A poll published yesterday showed an 18 percentage point slump in Swedish support for the government’s response to the virus, including its decision to leave much of society open during the spread of the pandemic.
According to the Novus poll published by Swedish state broadcaster SVT, only 45 percent of Swedes now have “fairly high or very high” faith in the strategy, compared with 63 percent in April.
However, the man responsible for Sweden’s controversial COVID-19 strategy says there is no need to change course, despite acknowledging that a different response earlier on might have saved lives.
Swedish state epidemiologist Anders Tegnell triggered international headlines on Wednesday, when he told a local broadcaster he would have adopted a different model to contain the virus at its onset, had he known then what he knows now.
The admission prompted members of the Swedish government to speak out, with Swedish Minister of Health Lena Hallengren demanding clarity.
Tegnell “still can’t give an exact answer on what other measures should have been taken,” Hallengren told local media.
Swedish Prime Minister Stefan Lofven has promised an inquiry into the nation’s response to COVID-19.
In an interview in Stockholm on Wednesday, Tegnell said he has no regrets, and is “still confident” that Sweden’s strategy “is working, in broad terms. But, like any strategy, it needs to be adapted all the time.”
Tegnell is the mastermind behind Sweden’s approach to fighting the virus, and the government has deferred to him in its handling of the pandemic.
Gatherings of more than 50 people continue to be banned, but throughout the crisis Swedes have been able to visit restaurants, go shopping, attend gyms and send children under 16 to school.
Tegnell said he thinks it is now clear that closing primary schools was unnecessary, which he considers a key takeaway from the crisis.
However, at 44 deaths per 100,000, Sweden’s mortality rate is among the highest globally and far exceeds the rates in Denmark and Norway, which imposed much tougher lockdowns early on.
Like elsewhere, the virus hit Sweden’s oldest citizens hardest.
“We could have been better at protecting our care facilities. We could probably have tested a bit more than we did in the very beginning,” Tegnell said.
More controversially, he rejects masks as a useful protection against the virus, saying the evidence on masks is “extremely vague.”
With many other EU nations now rolling back their lockdowns after appearing to bring COVID-19 under control, there are signs that Sweden is increasingly being left behind.
The upshot is less freedom of movement for Swedes, as some EU countries, including Cyprus and the Czech Republic, restrict access to people coming from what are deemed high-risk COVID zones.
The Czechs lump travelers from Sweden and the UK into a “red group,” meaning they pose the highest risk.

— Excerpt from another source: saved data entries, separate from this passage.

mod common;

use axum::{
    Json,
    extract::{Path, Query, State},
    http::{StatusCode, header},
    response::{IntoResponse, Response},
};
use chrono::{NaiveDate, NaiveTime};
use clinic_portal::{
    auth::{AuthUser, MaybeAuthUser},
    handlers,
    models::{
        CreateAppointmentRequest, GenerateReportRequest, LoginRequest, RecordVisitRequest,
        RegisterRequest, Role, ScheduleWindow, SlotQuery,
    },
};
use common::{ADMIN_ID, DOCTOR_ID, MANAGER_ID, PATIENT_ID, test_state};

fn auth(id: i64, login: &str, role: Role) -> AuthUser {
    AuthUser {
        id,
        login: login.to_string(),
        role,
    }
}

fn patient() -> AuthUser {
    auth(PATIENT_ID, "patient", Role::Patient)
}

fn doctor() -> AuthUser {
    auth(DOCTOR_ID, "doctor", Role::Doctor)
}

fn manager() -> AuthUser {
    auth(MANAGER_ID, "manager", Role::Manager)
}

fn admin() -> AuthUser {
    auth(ADMIN_ID, "admin", Role::Admin)
}

fn monday() -> NaiveDate {
    NaiveDate::from_ymd_opt(2026, 9, 7).unwrap()
}

async fn body_json(response: Response) -> serde_json::Value {
    let bytes = axum::body::to_bytes(response.into_body(), usize::MAX)
        .await
        .unwrap();
    serde_json::from_slice(&bytes).unwrap()
}

// --- Slot Computation ---

fn window(start: (u32, u32), end: (u32, u32)) -> ScheduleWindow {
    ScheduleWindow {
        day_of_week: 1,
        start_time: NaiveTime::from_hms_opt(start.0, start.1, 0).unwrap(),
        end_time: NaiveTime::from_hms_opt(end.0, end.1, 0).unwrap(),
        cabinet: "101".to_string(),
    }
}

#[test]
fn slots_cover_the_window_in_half_hours() {
    let slots = handlers::compute_slots(&window((9, 0), (12, 0)), &[]);
    assert_eq!(
        slots,
        vec!["09:00", "09:30", "10:00", "10:30", "11:00", "11:30"]
    );
}

#[test]
fn booked_times_are_excluded() {
    let busy = vec![
        NaiveTime::from_hms_opt(9, 30, 0).unwrap(),
        NaiveTime::from_hms_opt(11, 0, 0).unwrap(),
    ];
    let slots = handlers::compute_slots(&window((9, 0), (12, 0)), &busy);
    assert_eq!(slots, vec!["09:00", "10:00", "10:30", "11:30"]);
}

#[test]
fn empty_window_yields_no_slots() {
    assert!(handlers::compute_slots(&window((9, 0), (9, 0)), &[]).is_empty());
}

#[test]
fn window_end_is_exclusive() {
    let slots = handlers::compute_slots(&window((9, 0), (9, 30)), &[]);
    assert_eq!(slots, vec!["09:00"]);
}

// A window ending just before midnight must not send the slot walk
// around the clock.
#[test]
fn late_evening_window_terminates() {
    let slots = handlers::compute_slots(&window((23, 0), (23, 45)), &[]);
    assert_eq!(slots, vec!["23:00", "23:30"]);
}

#[test]
fn inverted_window_yields_no_slots() {
    assert!(handlers::compute_slots(&window((12, 0), (9, 0)), &[]).is_empty());
}

// --- Auth Handlers ---

#[tokio::test]
async fn login_with_valid_credentials_sets_the_session_cookie() {
    let state = test_state();
    let response = handlers::login(
        State(state),
        Json(LoginRequest {
            login: "patient".to_string(),
            password: "test".to_string(),
        }),
    )
    .await
    .into_response();

    assert_eq!(response.status(), StatusCode::OK);
    let cookie = response
        .headers()
        .get(header::SET_COOKIE)
        .expect("login must set the session cookie")
        .to_str()
        .unwrap()
        .to_string();
    assert!(cookie.starts_with("session_id="));
    assert!(cookie.contains("HttpOnly"));

    let body = body_json(response).await;
    assert_eq!(body["user"]["login"], "patient");
    assert_eq!(body["user"]["role"], "patient");
}

#[tokio::test]
async fn login_with_a_wrong_password_is_rejected() {
    let state = test_state();
    let response = handlers::login(
        State(state),
        Json(LoginRequest {
            login: "patient".to_string(),
            password: "not-the-password".to_string(),
        }),
    )
    .await
    .into_response();

    assert_eq!(response.status(), StatusCode::UNAUTHORIZED);
}

#[tokio::test]
async fn login_with_an_unknown_user_is_indistinguishable_from_a_wrong_password() {
    let state = test_state();
    let response = handlers::login(
        State(state),
        Json(LoginRequest {
            login: "nobody".to_string(),
            password: "test".to_string(),
        }),
    )
    .await
    .into_response();

    assert_eq!(response.status(), StatusCode::UNAUTHORIZED);
    let body = body_json(response).await;
    assert_eq!(body["error"], "Invalid login or password");
}

#[tokio::test]
async fn registration_rejects_empty_credentials() {
    let state = test_state();
    let result = handlers::register(
        State(state),
        Json(RegisterRequest {
            login: "   ".to_string(),
            password: "pw".to_string(),
        }),
    )
    .await;

    assert_eq!(result.err().map(|(s, _)| s), Some(StatusCode::BAD_REQUEST));
}

#[tokio::test]
async fn registration_conflicts_on_a_taken_login() {
    let state = test_state();
    let result = handlers::register(
        State(state),
        Json(RegisterRequest {
            login: "patient".to_string(),
            password: "pw".to_string(),
        }),
    )
    .await;

    assert_eq!(result.err().map(|(s, _)| s), Some(StatusCode::CONFLICT));
}

#[tokio::test]
async fn registration_creates_a_fresh_patient() {
    let state = test_state();
    let (status, _) = handlers::register(
        State(state),
        Json(RegisterRequest {
            login: "newcomer".to_string(),
            password: "pw".to_string(),
        }),
    )
    .await
    .expect("fresh login must register");

    assert_eq!(status, StatusCode::CREATED);
}

#[tokio::test]
async fn me_echoes_the_authenticated_identity() {
    let response = handlers::me(patient()).await;
    assert_eq!(response.0.user.id, PATIENT_ID);
    assert_eq!(response.0.user.role, Role::Patient);
}

// --- Navigation ---

#[tokio::test]
async fn navigation_serves_the_anonymous_menu_without_a_session() {
    let menu = handlers::navigation(MaybeAuthUser(None)).await.0;
    assert_eq!(menu.first().map(|i| i.path.as_str()), Some("/"));
    assert!(menu.iter().any(|i| i.path == "/login"));
}

#[tokio::test]
async fn navigation_follows_the_session_role() {
    let menu = handlers::navigation(MaybeAuthUser(Some(patient()))).await.0;
    assert!(menu.iter().any(|i| i.path == "/appointment"));
    assert!(!menu.iter().any(|i| i.path == "/admin"));
}

// --- Appointments ---

#[tokio::test]
async fn available_slots_cover_the_working_window() {
    let state = test_state();
    let response = handlers::get_available_slots(
        patient(),
        State(state),
        Query(SlotQuery {
            doctor_id: 10,
            date: monday(),
        }),
    )
    .await
    .expect("window is defined for every weekday in the mock");

    assert_eq!(response.0.available_slots.len(), 6);
    assert_eq!(response.0.available_slots[0], "09:00");
}

#[tokio::test]
async fn booking_a_slot_then_rebooking_it_conflicts() {
    let state = test_state();
    let payload = CreateAppointmentRequest {
        doctor_id: 10,
        date: monday(),
        time: "09:30".to_string(),
    };

    let (status, _) =
        handlers::create_appointment(patient(), State(state.clone()), Json(payload.clone()))
            .await
            .expect("first booking succeeds");
    assert_eq!(status, StatusCode::CREATED);

    let second = handlers::create_appointment(patient(), State(state.clone()), Json(payload)).await;
    assert_eq!(second.err().map(|(s, _)| s), Some(StatusCode::CONFLICT));

    // The booked slot disappears from the availability list.
    let slots = handlers::get_available_slots(
        patient(),
        State(state),
        Query(SlotQuery {
            doctor_id: 10,
            date: monday(),
        }),
    )
    .await
    .unwrap();
    assert!(!slots.0.available_slots.contains(&"09:30".to_string()));
}

#[tokio::test]
async fn only_patients_may_book() {
    let state = test_state();
    let result = handlers::create_appointment(
        doctor(),
        State(state),
        Json(CreateAppointmentRequest {
            doctor_id: 10,
            date: monday(),
            time: "09:00".to_string(),
        }),
    )
    .await;

    assert_eq!(result.err().map(|(s, _)| s), Some(StatusCode::FORBIDDEN));
}

#[tokio::test]
async fn booking_validates_the_time_format_and_window() {
    let state = test_state();

    let malformed = handlers::create_appointment(
        patient(),
        State(state.clone()),
        Json(CreateAppointmentRequest {
            doctor_id: 10,
            date: monday(),
            time: "quarter past nine".to_string(),
        }),
    )
    .await;
    assert_eq!(
        malformed.err().map(|(s, _)| s),
        Some(StatusCode::BAD_REQUEST)
    );

    let outside = handlers::create_appointment(
        patient(),
        State(state),
        Json(CreateAppointmentRequest {
            doctor_id: 10,
            date: monday(),
            time: "13:00".to_string(),
        }),
    )
    .await;
    assert_eq!(outside.err().map(|(s, _)| s), Some(StatusCode::BAD_REQUEST));
}

#[tokio::test]
async fn cancellation_is_owner_only() {
    let state = test_state();

    let owned = handlers::cancel_appointment(patient(), State(state.clone()), Path(500)).await;
    assert!(owned.is_ok());

    let foreign = handlers::cancel_appointment(patient(), State(state), Path(501)).await;
    assert_eq!(foreign.err().map(|(s, _)| s), Some(StatusCode::NOT_FOUND));
}

// --- Doctor Worklist ---

#[tokio::test]
async fn recording_a_visit_twice_conflicts() {
    let state = test_state();
    let payload = RecordVisitRequest {
        appointment_id: 600,
        diagnosis: "ARVI".to_string(),
        complaints: "Fever".to_string(),
    };

    let (status, _) = handlers::record_visit(doctor(), State(state.clone()), Json(payload.clone()))
        .await
        .expect("first record succeeds");
    assert_eq!(status, StatusCode::CREATED);

    let second = handlers::record_visit(doctor(), State(state), Json(payload)).await;
    assert_eq!(second.err().map(|(s, _)| s), Some(StatusCode::CONFLICT));
}

#[tokio::test]
async fn visits_can_only_be_recorded_on_own_appointments() {
    let state = test_state();
    let result = handlers::record_visit(
        doctor(),
        State(state),
        Json(RecordVisitRequest {
            appointment_id: 999,
            diagnosis: "ARVI".to_string(),
            complaints: "Fever".to_string(),
        }),
    )
    .await;

    assert_eq!(result.err().map(|(s, _)| s), Some(StatusCode::NOT_FOUND));
}

#[tokio::test]
async fn worklist_is_doctors_only() {
    let state = test_state();
    assert_eq!(
        handlers::get_doctor_worklist(patient(), State(state))
            .await
            .err(),
        Some(StatusCode::FORBIDDEN)
    );
}

// --- Reports ---

#[tokio::test]
async fn per_doctor_report_carries_the_doctor_and_period() {
    let state = test_state();
    let response = handlers::generate_report(
        manager(),
        State(state),
        Json(GenerateReportRequest {
            report_type_id: 1,
            doctor_id: Some(10),
            year: Some(2026),
            month: Some(8),
            diagnosis: None,
        }),
    )
    .await
    .expect("report must generate");

    assert_eq!(response.0.report_type, "Patients per doctor per month");
    assert_eq!(response.0.summary["doctor_name"], "Test Doctor");
    assert_eq!(response.0.summary["total_patients"], 7);
    assert_eq!(response.0.summary["period"], "2026-08");
}

#[tokio::test]
async fn report_parameters_are_validated_per_type() {
    let state = test_state();

    let missing = handlers::generate_report(
        manager(),
        State(state.clone()),
        Json(GenerateReportRequest {
            report_type_id: 1,
            doctor_id: None,
            year: Some(2026),
            month: Some(8),
            diagnosis: None,
        }),
    )
    .await;
    assert_eq!(missing.err().map(|(s, _)| s), Some(StatusCode::BAD_REQUEST));

    let bad_month = handlers::generate_report(
        manager(),
        State(state.clone()),
        Json(GenerateReportRequest {
            report_type_id: 2,
            year: Some(2026),
            month: Some(13),
            ..Default::default()
        }),
    )
    .await;
    assert_eq!(
        bad_month.err().map(|(s, _)| s),
        Some(StatusCode::BAD_REQUEST)
    );

    let unknown_type = handlers::generate_report(
        manager(),
        State(state),
        Json(GenerateReportRequest {
            report_type_id: 42,
            ..Default::default()
        }),
    )
    .await;
    assert_eq!(
        unknown_type.err().map(|(s, _)| s),
        Some(StatusCode::BAD_REQUEST)
    );
}

#[tokio::test]
async fn diagnosis_report_needs_no_period() {
    let state = test_state();
    let response = handlers::generate_report(
        admin(),
        State(state),
        Json(GenerateReportRequest {
            report_type_id: 3,
            diagnosis: Some("ARVI".to_string()),
            ..Default::default()
        }),
    )
    .await
    .expect("admin may run reports too");

    assert_eq!(response.0.summary["diagnosis"], "ARVI");
    assert_eq!(response.0.summary["total_patients"], 3);
}

#[tokio::test]
async fn reports_are_closed_to_patients_and_doctors() {
    let state = test_state();
    assert_eq!(
        handlers::get_report_types(patient(), State(state.clone()))
            .await
            .err(),
        Some(StatusCode::FORBIDDEN)
    );
    assert_eq!(
        handlers::get_report_types(doctor(), State(state))
            .await
            .err(),
        Some(StatusCode::FORBIDDEN)
    );
}

// --- Admin Panel ---

#[tokio::test]
async fn admin_table_list_is_filtered_by_the_whitelist() {
    let state = test_state();
    let tables = handlers::get_admin_tables(admin(), State(state))
        .await
        .expect("admin may list tables")
        .0;

    // The mock reports sqlx_migrations too; the whitelist drops it.
    assert_eq!(tables, vec!["users".to_string()]);
}

#[tokio::test]
async fn unknown_tables_cannot_be_dumped() {
    let state = test_state();
    let result =
        handlers::get_admin_table(admin(), State(state), Path("pg_shadow".to_string())).await;
    assert_eq!(result.err().map(|(s, _)| s), Some(StatusCode::NOT_FOUND));
}

#[tokio::test]
async fn whitelisted_table_dump_carries_columns_and_rows() {
    let state = test_state();
    let dump = handlers::get_admin_table(admin(), State(state), Path("users".to_string()))
        .await
        .expect("whitelisted table must dump")
        .0;

    assert_eq!(dump.table, "users");
    assert_eq!(dump.columns, vec!["id", "login"]);
    assert_eq!(dump.rows.len(), 1);
}

#[tokio::test]
async fn admin_panel_is_closed_to_managers() {
    let state = test_state();
    assert_eq!(
        handlers::get_admin_tables(manager(), State(state))
            .await
            .err(),
        Some(StatusCode::FORBIDDEN)
    );
}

Crucial to Sweden’s approach to fighting COVID-19 is its universal healthcare system, Tegnell said.
“It makes a huge difference,” he said.
Despite Sweden’s high mortality rate, its hospitals have at no point been overwhelmed, and a field hospital erected at a convention center in the capital has gone unused.
Ultimately, handling a crisis like COVID-19 requires regular adjustment if a country is to succeed in fighting it, Tegnell said.
“There are always improvements that can be made,” he said. “Anybody who has been working with COVID-19 would say the same thing. Because if you don’t improve with what you learn, you will never improve.”